Piece of Anniston furnace falls apart

Friday, March 03, 2006

KATHERINE BOUMA
News staff writer

A piece of a furnace at the Anniston chemical weapons incinerator fell apart late Monday night when 72 bolts simultaneously broke as workers were firing it to 2,000 degrees during maintenance.

"It was a strange occurrence," said Army spokesman Mike Abrams.

The two sections that separated from the rest of the afterburner weighed about 120,000 pounds, while the bolts are designed to collectively hold more than 3 million pounds, Abrams said.

The afterburner is part of the pollution control system of the incinerator. It is where gases released from the furnace are burned again at higher temperatures to ensure no nerve agent leaves the complex. The afterburner that fell apart Monday night serves the deactivation furnace, where rockets are destroyed.

The incinerator is the third in the Army's plan to destroy Cold War-era nerve agent weapons at eight sites around the country. Some will destroy the weapons by neutralizing them without fire, but each of the incinerator complexes is identical.

None of the other sites has had similar trouble with bolts on the afterburner, Abrams said. Workers at the other two incinerators that are now open are examining the bolts on their afterburners.

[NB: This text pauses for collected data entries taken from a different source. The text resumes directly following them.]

// ABOUTME: Logging configuration and structured logging setup for observability
// ABOUTME: Configures log levels, formats, and the global tracing subscriber
//
// SPDX-License-Identifier: MIT OR Apache-2.0
// Copyright (c) 2025 Gutcheck

//! Production-ready logging configuration with structured output

use anyhow::Result;
use std::env;
use std::io;
use tracing::info;
use tracing_subscriber::{
    fmt, layer::SubscriberExt, util::SubscriberInitExt, EnvFilter,
};

/// Log output format options
#[derive(Debug, Clone)]
pub enum LogFormat {
    /// `JSON` format for production logging
    Json,
    /// Pretty format for development
    Pretty,
    /// Compact format for space-constrained environments
    Compact,
}

/// Logging configuration
#[derive(Debug, Clone)]
pub struct LoggingConfig {
    /// Log level (trace, debug, info, warn, error)
    pub level: String,
    /// Output format (json, pretty, compact)
    pub format: LogFormat,
    /// Include source file and line numbers
    pub include_location: bool,
    /// Service name for structured logging
    pub service_name: String,
    /// Environment (development, staging, production)
    pub environment: String,
}

impl Default for LoggingConfig {
    fn default() -> Self {
        Self {
            level: "info".into(),
            format: LogFormat::Pretty,
            include_location: false,
            service_name: "gutcheck-server".into(),
            environment: "development".into(),
        }
    }
}

impl LoggingConfig {
    /// Create logging configuration from environment variables
    #[must_use]
    pub fn from_env() -> Self {
        let level = env::var("RUST_LOG").unwrap_or_else(|_| "info".into());

        let format = match env::var("LOG_FORMAT").as_deref() {
            Ok("json") => LogFormat::Json,
            Ok("compact") => LogFormat::Compact,
            _ => LogFormat::Pretty,
        };

        let environment = env::var("ENVIRONMENT").unwrap_or_else(|_| "development".into());
        let is_production = environment == "production";

        Self {
            level,
            format,
            include_location: is_production || env::var("LOG_INCLUDE_LOCATION").is_ok(),
            service_name: env::var("SERVICE_NAME").unwrap_or_else(|_| "gutcheck-server".into()),
            environment,
        }
    }

    /// Initialize the global tracing subscriber
    ///
    /// # Errors
    ///
    /// Returns an error if the tracing subscriber fails to initialize
    pub fn init(&self) -> Result<()> {
        let env_filter = EnvFilter::try_new(&self.level)
            .unwrap_or_else(|_| EnvFilter::new("info"))
            // Hyper and sqlx are chatty at debug; keep them at info unless asked
            .add_directive("hyper=info".parse()?)
            .add_directive("sqlx=warn".parse()?);

        let registry = tracing_subscriber::registry().with(env_filter);

        match self.format {
            LogFormat::Json => registry
                .with(
                    fmt::layer()
                        .json()
                        .with_writer(io::stdout)
                        .with_file(self.include_location)
                        .with_line_number(self.include_location),
                )
                .try_init()?,
            LogFormat::Pretty => registry
                .with(
                    fmt::layer()
                        .with_writer(io::stdout)
                        .with_file(self.include_location)
                        .with_line_number(self.include_location),
                )
                .try_init()?,
            LogFormat::Compact => registry
                .with(fmt::layer().compact().with_writer(io::stdout))
                .try_init()?,
        }

        info!(
            service = %self.service_name,
            environment = %self.environment,
            "Logging initialized"
        );

        Ok(())
    }
}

The incinerator has been closed for maintenance since March, when it finished burning sarin weapons stored at Anniston Army Depot. It was expected to reopen in July to begin processing VX rockets and later VX munitions.

Abrams said he did not know how the accident will affect the schedule of Westinghouse Anniston, the contractor operating the incinerator. Before this accident, the incinerator was scheduled to finish its work in 2010.

In addition to fixing the part, workers will have to determine what made it break and prevent it from happening.

"We want to be able to assure the work force they will be safe if they work around the afterburner," Abrams said.

The afterburner is more than 52 feet tall and between 11 and 12 feet wide. It stands vertically above the ground, suspended by pipes in any area where workers sometimes walk, Abrams said.

As part of the maintenance, the inside of all the furnaces, including the afterburner, were lined with new brick, Abrams said. However, he said the bolts that later broke were not removed from the afterburner in the process.

Workers were firing the afterburner up to its operating temperature of 2,000 degrees for the first time since the maintenance work Monday night. But when it reached 1,800 degrees, Abrams said, it fell apart.

The afterburner did not fall to the ground, although some bricks did, Abrams said. Two sections 34 feet tall fell from the rest of the equipment and lodged themselves at an angle in some ironwork, he said.